De casa en casa va pidiendo limosnas para poder ayudar a sus niños huérfanos. Muchos le colaboran. Levanta dos grandes edificios; en uno recibe a los niños y en el otro a las niñas.
Y como muchas mujeres ante la absoluta miseria se han dedicado a la prostitución, entonces el santo funda una Casa para mujeres arrepentidas y allí aprenden costura, bordados y otras artes para ganarse la vida honestamente.
Varios de sus amigos y colaboradores deseaban dedicarse por completo a la obra de atender a los niños huérfanos y desamparados, y con ellos fundó el santo una nueva comunidad, en Somasca, cerca de Milán.
El nombre de esta congregación religiosa fue de «Servidores de los pobres», pero en recuerdo al sitio donde se efectuó su fundación, ahora se llama la Comunidad de los Padres Somascos.
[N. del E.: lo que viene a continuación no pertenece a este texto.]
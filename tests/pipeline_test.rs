/// Pipeline tests: page HTML/text → FactRecord, plus name resolution.
/// All fixtures are inline; nothing here touches the network.
use mitigation_scout::facts::{
    normalize, pick_best, segment, AliasTable, FactPipeline, LookupTable, MarkerConfig,
};
use mitigation_scout::scraping::main_text;
use mitigation_scout::{CatalogEntry, FactRecord, MechanicType, Scope};

fn init_logger() {
    let _ = tracing_subscriber::fmt()
        .with_max_level(tracing::Level::DEBUG)
        .with_test_writer()
        .try_init();
}

fn facts(text: &str) -> FactRecord {
    FactPipeline::default().run(Some(text))
}

#[test]
fn normalize_is_total_and_idempotent() {
    for s in ["", " ", "\"Rise!\"", "Lesser \u{201C}Guard!\u{201D}", "日本語", "Reaper\u{2019}s"] {
        let n = normalize(s);
        assert!(n.chars().all(|c| c.is_ascii_lowercase() || c.is_ascii_digit()));
        assert_eq!(normalize(&n), n);
    }
}

#[test]
fn resolve_handles_case_and_punctuation() {
    let catalog = vec![
        CatalogEntry { name: "\"Rise!\"".into(), id: 9135 },
        CatalogEntry { name: "Signet of Judgment".into(), id: 9156 },
    ];
    let table = LookupTable::build(&catalog);
    let aliases = AliasTable::default();
    assert_eq!(table.resolve(&aliases, "RISE"), Some(9135));
    assert_eq!(table.resolve(&aliases, "Signet of Judgment"), Some(9156));
    assert_eq!(table.resolve(&aliases, "signet of judgment"), Some(9156));
    assert_eq!(table.resolve(&aliases, "Signet-of-Judgment"), Some(9156));
    assert_eq!(table.resolve(&aliases, "Drink Ambrosia"), None);
}

#[test]
fn segment_partitions_from_first_marker() {
    let text = "Preamble\nPvE\nA\nPvP\nB\nWvW\nC";
    let blocks = segment(text, &MarkerConfig::default());
    let first = text.find("\nPvE\n").unwrap();
    assert_eq!(format!("{}{}{}", blocks.pve, blocks.pvp, blocks.wvw), &text[first..]);
    assert!(!blocks.pve.contains("Preamble"));
    assert_eq!(blocks.all, text);
}

#[test]
fn pick_best_by_magnitude() {
    assert_eq!(pick_best(&[10, -15, 5]), Some(15));
    assert_eq!(pick_best(&[150, -5]), Some(5));
}

#[test]
fn wvw_value_beats_other_mode_value() {
    init_logger();
    let record = facts("Rocky Loop\nPvE\n-10% Incoming Damage\nWvW\n-15% Incoming Damage");
    assert_eq!(record.incoming_damage_reduction_pct, Some(15));
    assert_eq!(record.scope, Scope::All);
    assert_eq!(record.mechanic_type, MechanicType::PctReduction);
}

#[test]
fn boon_line_percentages_are_ignored() {
    let record = facts(
        "Signet of Judgment\nProtection: -33% Incoming Damage\nResolution: -33% Incoming Condition Damage\n-10% Incoming Damage\n-10% Incoming Condition Damage",
    );
    assert_eq!(record.incoming_damage_reduction_pct, Some(10));
    assert_eq!(record.incoming_condition_damage_reduction_pct, Some(10));
}

#[test]
fn strike_invulnerability() {
    let record = facts("Endure Pain\nYou are invulnerable to attacks.\nDuration: 4s\nRecharge: 60");
    assert_eq!(record.scope, Scope::StrikeOnly);
    assert_eq!(record.mechanic_type, MechanicType::Invuln);
    assert_eq!(record.incoming_damage_reduction_pct, Some(100));
    assert_eq!(record.incoming_condition_damage_reduction_pct, None);
    assert_eq!(record.duration_s, Some(4.0));
    assert_eq!(record.cooldown_s, Some(60));
}

#[test]
fn unavailable_page_is_all_absent() {
    let record = FactPipeline::default().run(None);
    assert_eq!(record, FactRecord::unavailable());
    assert_eq!(record.incoming_damage_reduction_pct, None);
    assert_eq!(record.incoming_condition_damage_reduction_pct, None);
    assert_eq!(record.invuln_detected, None);
    assert_eq!(record.invuln_strike_only, None);
    assert_eq!(record.duration_s, None);
    assert_eq!(record.cooldown_s, None);
    assert_eq!(record.scope, Scope::Unknown);
    assert_eq!(record.mechanic_type, MechanicType::Other);
}

#[test]
fn wiki_html_end_to_end() {
    let html = r#"<html><head><title>Dolyak Stance</title></head><body>
        <div id="mw-head">PvP menu</div>
        <div id="mw-content-text">
          <p>Dolyak Stance</p>
          <h4>PvE</h4><ul><li>-33% <a>Incoming Damage</a></li><li>Recharge: 30</li></ul>
          <h4>WvW</h4><ul><li>-20% <a>Incoming Damage</a></li><li>Duration: 4s</li><li>Recharge: 40</li></ul>
        </div>
    </body></html>"#;
    let text = main_text(html);
    let record = FactPipeline::default().run(Some(text.as_str()));
    assert_eq!(record.incoming_damage_reduction_pct, Some(20));
    assert_eq!(record.duration_s, Some(4.0));
    assert_eq!(record.cooldown_s, Some(40));
    assert_eq!(record.invuln_detected, Some(false));
}
use std::io::Write;
use std::path::Path;

use tracing::info;

use crate::core::error::ScoutResult;
use crate::core::types::SkillRow;

/// Column order of the output table; matches the field order of [`SkillRow`].
pub const COLUMNS: [&str; 11] = [
    "name",
    "api_skill_id",
    "wvw_incoming_damage_reduction_pct",
    "wvw_incoming_condition_damage_reduction_pct",
    "scope",
    "mechanic_type",
    "invuln_detected",
    "invuln_strike_only",
    "wvw_duration_s_guess",
    "wvw_cooldown_s_guess",
    "gw2skills_url",
];

/// Serialize rows as CSV (header first) into any writer. Absent values are
/// written as empty cells.
pub fn write_rows<W: Write>(writer: W, rows: &[SkillRow]) -> ScoutResult<()> {
    let mut wtr = csv::Writer::from_writer(writer);
    if rows.is_empty() {
        wtr.write_record(COLUMNS)?;
    }
    for row in rows {
        wtr.serialize(row)?;
    }
    wtr.flush()?;
    Ok(())
}

pub fn export_csv(path: &Path, rows: &[SkillRow]) -> ScoutResult<()> {
    let file = std::fs::File::create(path)?;
    write_rows(file, rows)?;
    info!("Wrote {} with {} rows.", path.display(), rows.len());
    Ok(())
}
use std::collections::HashMap;

use tracing::debug;

use super::normalize::normalize;
use crate::core::types::CatalogEntry;

/// Display-name overrides applied before the id lookup.
#[derive(Debug, Clone, Default)]
pub struct AliasTable {
    aliases: HashMap<String, String>,
}

impl AliasTable {
    pub fn new(aliases: HashMap<String, String>) -> Self {
        Self { aliases }
    }

    /// The override for `name`, or `name` itself.
    pub fn get<'a>(&'a self, name: &'a str) -> &'a str {
        self.aliases.get(name).map(String::as_str).unwrap_or(name)
    }

    pub fn is_empty(&self) -> bool {
        self.aliases.is_empty()
    }
}

/// Name variant → skill id.
///
/// Every catalog entry is indexed under its exact name, its lowercase form and
/// its [`normalize`]d form. Colliding keys keep the entry inserted last; the
/// catalog legitimately contains several skills sharing a normalized name, so
/// this is not treated as an error.
#[derive(Debug, Clone, Default)]
pub struct LookupTable {
    ids: HashMap<String, u64>,
}

impl LookupTable {
    pub fn build<'a, I>(catalog: I) -> Self
    where
        I: IntoIterator<Item = &'a CatalogEntry>,
    {
        let mut ids = HashMap::new();
        for entry in catalog {
            ids.insert(entry.name.clone(), entry.id);
            ids.insert(entry.name.to_lowercase(), entry.id);
            ids.insert(normalize(&entry.name), entry.id);
        }
        Self { ids }
    }

    pub fn len(&self) -> usize {
        self.ids.len()
    }

    pub fn is_empty(&self) -> bool {
        self.ids.is_empty()
    }

    /// Resolve a display name: alias, then exact → lowercase → normalized key.
    pub fn resolve(&self, aliases: &AliasTable, name: &str) -> Option<u64> {
        let target = aliases.get(name);
        let id = self
            .ids
            .get(target)
            .or_else(|| self.ids.get(&target.to_lowercase()))
            .or_else(|| self.ids.get(&normalize(target)))
            .copied();
        if id.is_none() {
            debug!("no skill id for '{}' (looked up as '{}')", name, target);
        }
        id
    }
}

#[cfg(test)]
mod tests {
    use super::*;

    fn entry(name: &str, id: u64) -> CatalogEntry {
        CatalogEntry {
            name: name.to_string(),
            id,
        }
    }

    #[test]
    fn canonical_names_always_resolve() {
        let catalog = vec![
            entry("Frost Aura", 5678),
            entry("\"Guard!\"", 9083),
            entry("Reaper's Shroud", 30792),
        ];
        let table = LookupTable::build(&catalog);
        let aliases = AliasTable::default();
        for e in &catalog {
            assert_eq!(table.resolve(&aliases, &e.name), Some(e.id));
        }
    }

    #[test]
    fn punctuation_and_case_fall_through_to_normalized_key() {
        let table = LookupTable::build(&[entry("\"Rise!\"", 11)]);
        let aliases = AliasTable::default();
        assert_eq!(table.resolve(&aliases, "RISE"), Some(11));
        assert_eq!(table.resolve(&aliases, "rise!"), Some(11));
        assert_eq!(table.resolve(&aliases, "Fall"), None);
    }

    #[test]
    fn alias_is_applied_before_lookup() {
        let table = LookupTable::build(&[entry("Ambrosia", 7)]);
        let aliases = AliasTable::new(HashMap::from([(
            "Drink Ambrosia".to_string(),
            "Ambrosia".to_string(),
        )]));
        assert_eq!(table.resolve(&aliases, "Drink Ambrosia"), Some(7));
        assert_eq!(table.resolve(&AliasTable::default(), "Drink Ambrosia"), None);
    }

    #[test]
    fn later_entry_wins_on_collision() {
        let table = LookupTable::build(&[entry("Guard!", 1), entry("\"Guard!\"", 2)]);
        let aliases = AliasTable::default();
        // both normalize to "guard"; exact keys stay distinct
        assert_eq!(table.resolve(&aliases, "Guard!"), Some(1));
        assert_eq!(table.resolve(&aliases, "GUARD"), Some(2));
    }

    #[test]
    fn empty_catalog_resolves_nothing() {
        let table = LookupTable::build(&Vec::<CatalogEntry>::new());
        assert!(table.is_empty());
        assert_eq!(table.resolve(&AliasTable::default(), "Frost Aura"), None);
    }
}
En la actualidad tienen unas 75 casas en el mundo con unos 500 religiosos, y se dedican preferencialmente a educar niños desamparados.
Era el buen amigo que ofrecía su vida por sus amigos. Cuando apenas tenía 56 años de edad, murió santamente el 8 de febrero de 1537.
Después de muerto hizo numerosos milagros y el Papa Clemente XIII lo declaró santo en 1767. Después el Pontífice Pío XI lo declaró Patrono de los niños huérfanos en 1928.